Objective: To test whether a patient's perception of benefit is influenced by whether the benefit is presented in relative or absolute terms.
Design: Questionnaire-based study.
Setting: A general medicine outpatient clinic at a rural tertiary care center associated with a medical school.
Patients: 470 of 511 consecutive patients who agreed to answer a questionnaire while waiting for their clinic visit. Mean age was 49.1 years, 62.1% were female, and 51.9% had at least one year of education beyond high school.
Main outcome measures: Patient response to the choice of two equally efficacious medications for the management of a hypothetical serious disease. The benefit of one medication was stated in relative terms, the other in absolute terms. Patients could choose either medication alone, indicate indifference to the choice of medication, or choose not to answer.

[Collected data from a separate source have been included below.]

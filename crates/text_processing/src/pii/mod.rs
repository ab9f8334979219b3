//! Sensitive-data detection and redaction
//!
//! Patterns target what shows up in Azerbaijani contact-center calls:
//! payment card numbers read out by customers, CVV/CVC requests and FIN
//! (personal identification) codes.

mod patterns;
mod redactor;

pub use patterns::{
    contains_card_number, contains_cvv, contains_national_id, contains_pii, extract_silence_seconds,
    has_silence_marker,
};
pub use redactor::EvidenceRedactor;
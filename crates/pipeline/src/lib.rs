//! Call evaluation pipeline
//!
//! Normalized transcript in, five criterion results out. Rule scores are
//! always computed; an oracle may override some of them depending on the
//! scoring mode, subject to evidence validation.

pub mod evaluator;
pub mod orchestrator;
pub mod validator;

pub use evaluator::{CallEvaluator, SHORT_CALL_REASONING, SHORT_CALL_SECS};
pub use orchestrator::{HybridOverrideOrchestrator, OverrideOutcome, DEFAULT_ORACLE_TIMEOUT};
pub use validator::{AntiHallucinationValidator, Candidate, Rejection, FALLBACK_MARKER};
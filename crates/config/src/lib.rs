//! Configuration for call quality scoring
//!
//! Settings are layered: built-in defaults, then `config/default.toml` if
//! present, then an explicit file, then `CALL_QC__*` environment variables.

pub mod settings;

pub use settings::{
    load_settings, ObservabilityConfig, OracleConfig, OracleProvider, ScoringConfig, ServerConfig,
    Settings,
};

use thiserror::Error;

/// Configuration errors
#[derive(Debug, Error)]
pub enum ConfigError {
    #[error("Configuration file not found: {0}")]
    FileNotFound(String),

    #[error("Failed to parse configuration: {0}")]
    ParseError(String),

    #[error("Invalid value for {field}: {message}")]
    InvalidValue { field: String, message: String },
}

impl From<config::ConfigError> for ConfigError {
    fn from(err: config::ConfigError) -> Self {
        ConfigError::ParseError(err.to_string())
    }
}

impl From<ConfigError> for call_qc_core::Error {
    fn from(err: ConfigError) -> Self {
        call_qc_core::Error::Config(err.to_string())
    }
}
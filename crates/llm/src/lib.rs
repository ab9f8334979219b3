//! Language-model oracle support
//!
//! Provides:
//! - `CannedOracle`: deterministic replies for tests and offline runs
//! - `ChatCompletionsOracle`: OpenAI-compatible chat completions over HTTP
//! - Prompt bundle with an optional TOML override
//! - Best-effort extraction of a JSON reply from free-form model output

pub mod canned;
pub mod http;
pub mod parse;
pub mod prompt;

use std::sync::Arc;

use call_qc_config::{OracleConfig, OracleProvider};
use call_qc_core::Oracle;
use thiserror::Error;

pub use canned::{CannedOracle, DEFAULT_KEY};
pub use http::ChatCompletionsOracle;
pub use parse::{extract_json_object, OracleReply, ReplyError};
pub use prompt::{PromptBundle, DEFAULT_SYSTEM_PROMPT, DEFAULT_USER_TEMPLATE};

/// Errors from this crate's fallible helpers
#[derive(Debug, Error)]
pub enum LlmError {
    #[error("Failed to read prompt bundle: {0}")]
    PromptIo(#[from] std::io::Error),

    #[error("Failed to parse prompt bundle: {0}")]
    PromptParse(#[from] toml::de::Error),
}

pub type Result<T> = std::result::Result<T, LlmError>;

/// Create an oracle from configuration
///
/// Returns `None` when no provider is configured or the HTTP provider has
/// no API key; callers then keep rule-based results.
pub fn create_oracle(config: &OracleConfig) -> Option<Arc<dyn Oracle>> {
    match config.provider {
        OracleProvider::None => None,
        OracleProvider::Stub => Some(Arc::new(CannedOracle::new())),
        OracleProvider::OpenaiCompatible => match ChatCompletionsOracle::from_config(config) {
            Ok(oracle) => {
                tracing::info!(model = %config.model, base_url = %config.base_url, "Using chat-completions oracle");
                Some(Arc::new(oracle))
            }
            Err(e) => {
                tracing::warn!("Oracle disabled: {}", e);
                None
            }
        },
    }
}
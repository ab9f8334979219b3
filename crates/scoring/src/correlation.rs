//! Derived-criteria policy
//!
//! In the calls this scorer was tuned on, understanding (KR2.2) and process
//! (KR2.4) track the ownership result closely. That observation is a
//! heuristic, so it sits behind a trait and can be switched off.

use std::fmt;
use std::str::FromStr;
use std::sync::Arc;

use call_qc_core::{Criterion, Error};
use serde::{Deserialize, Serialize};

use crate::criteria;
use crate::rules::Rule;

/// Chooses the rule table for each criterion
pub trait CorrelationPolicy: Send + Sync {
    /// Table used for the criterion; ownership is scored before all others
    fn rules(&self, criterion: Criterion) -> &'static [Rule];

    fn name(&self) -> &str;
}

/// Understanding and process follow ownership: 3 is inherited, otherwise a
/// partial-credit ladder applies
#[derive(Debug, Clone, Copy, Default)]
pub struct OwnershipCorrelation;

impl CorrelationPolicy for OwnershipCorrelation {
    fn rules(&self, criterion: Criterion) -> &'static [Rule] {
        match criterion {
            Criterion::Understanding => criteria::UNDERSTANDING_DERIVED,
            Criterion::ProcessNextSteps => criteria::PROCESS_NEXT_STEPS_DERIVED,
            other => criteria::table(other),
        }
    }

    fn name(&self) -> &str {
        "ownership_correlation"
    }
}

/// Every criterion runs its own cascade
#[derive(Debug, Clone, Copy, Default)]
pub struct Independent;

impl CorrelationPolicy for Independent {
    fn rules(&self, criterion: Criterion) -> &'static [Rule] {
        criteria::table(criterion)
    }

    fn name(&self) -> &str {
        "independent"
    }
}

/// Configured policy
#[derive(Debug, Clone, Copy, PartialEq, Eq, Default, Serialize, Deserialize)]
#[serde(rename_all = "snake_case")]
pub enum DerivedPolicy {
    #[default]
    OwnershipCorrelation,
    Independent,
}

impl DerivedPolicy {
    pub fn as_str(&self) -> &'static str {
        match self {
            DerivedPolicy::OwnershipCorrelation => "ownership_correlation",
            DerivedPolicy::Independent => "independent",
        }
    }
}

impl fmt::Display for DerivedPolicy {
    fn fmt(&self, f: &mut fmt::Formatter<'_>) -> fmt::Result {
        f.write_str(self.as_str())
    }
}

impl FromStr for DerivedPolicy {
    type Err = Error;

    fn from_str(s: &str) -> Result<Self, Self::Err> {
        match s.trim().to_lowercase().as_str() {
            "" | "ownership_correlation" => Ok(DerivedPolicy::OwnershipCorrelation),
            "independent" => Ok(DerivedPolicy::Independent),
            other => Err(Error::Config(format!("unknown derived policy '{}'", other))),
        }
    }
}

/// Create a policy from configuration
pub fn create_policy(policy: DerivedPolicy) -> Arc<dyn CorrelationPolicy> {
    match policy {
        DerivedPolicy::OwnershipCorrelation => Arc::new(OwnershipCorrelation),
        DerivedPolicy::Independent => Arc::new(Independent),
    }
}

Main results: 56.8% of the patients chose the medication whose benefit was in relative terms. 14.7% chose the medication whose benefit was in absolute terms. Only 15.5% were indifferent to the choice of medication. The patients preferred the medication whose benefit was in relative terms across a wide range of ages and educational levels. Further questioning suggested that the patients thought benefit was greater when expressed in relative terms because they ignored the underlying risk of disease and assumed it was one.
Conclusions: The "framing" of benefit (or risk) in relative versus absolute terms may have a major influence on patient preference.